Story of Hope and Restoration--Part 3

I am not sure exactly how to write this because there is SO much, but I am going to keep writing....and I guess you will keep reading.

Looking over my journals is somewhat heart-breaking and yet encouraging. God really was my ALL. 

Some of the things I write will be EXACTLY how I wrote them in my journal, just to give you a sense of what I was feeling and HOW I cried out to Him.

I believed the purpose and plan for Josh's life was so great that this bondage HAD to be be public in order for it to be BROKEN once and for all.  This cannot be broken by anything other than true intimacy with God and then Josh could walk in His calling. 

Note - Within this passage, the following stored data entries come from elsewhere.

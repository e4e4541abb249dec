mod compositor;
mod masking;
mod placement;

pub use compositor::{compose, encode_png};
pub use masking::apply_mask;
pub use placement::{compute_rect, OverlayRect, Placement};

use thiserror::Error;

/// Errors from the masking and compositing stages.
#[derive(Debug, Error)]
pub enum ComposeError {
    /// Mask and photo are produced by independently-timed asynchronous
    /// steps and can fall out of sync; the masking stage validates instead
    /// of assuming.
    #[error("mask dimensions {mask_width}x{mask_height} do not match photo {width}x{height}")]
    DimensionMismatch {
        width: u32,
        height: u32,
        mask_width: u32,
        mask_height: u32,
    },

    #[error("encode error: {0}")]
    Encode(String),
}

Josh lacked the true FEAR OF GOD. 

I chose not to give up or stand down.  This was MY family.  I thought it took me longer to "get there!" BUT apparently, I made my decision early on in the ordeal--to stick with Josh. 

I hung onto God's Word like it was my only hope....(shouldn't it always be that way?)

Isaiah 25:8 He will swallow up death in victory: and the Lord God will wipe away my tears from my face: and the rebuke of His people shall he take away from off all the earth: for the Lord hath spoken it. 

Deciding I would remain fighting no matter how tired led me to even tell my mother that no matter HOW bad it got, always remind me that I made a decision to FIGHT and NEVER give up.  It's so much easier to make that decision when it's just beginning then to figure out HOW to make that decision later.  I never once turned my back on my decision. 

For those who think I didn't deal with all of the resentments and frustrations I did...I wrote them down, and then I gave them to God.  AND then I might write them again the next day.

Here were a few at the BEGINNING of my journey:

How could he say he loves me?
How do you do this and make deliberate choices not to change--saying that you still love and care?
Sinning and not repenting is a true act of hatred?  Why?

I am a good wife; how do you throw that away?
He knew I would be here, so he just walked away!
He knows his children will be raised well, because of me....that's so UNFAIR!

I am scared for his life, and I resent the fact that he doesn't have to deal with the pain of losing the one you love. The pain of questions and hurting from our children?  Why??

See, when Josh moved to the garage he kept saying he would only be sinning like this for a while; he would come back someday. He still cared?  How do you even BEGIN to make sense of that or not be angry?  How do you hang onto what God called you to do and not feel like you are being walked all over?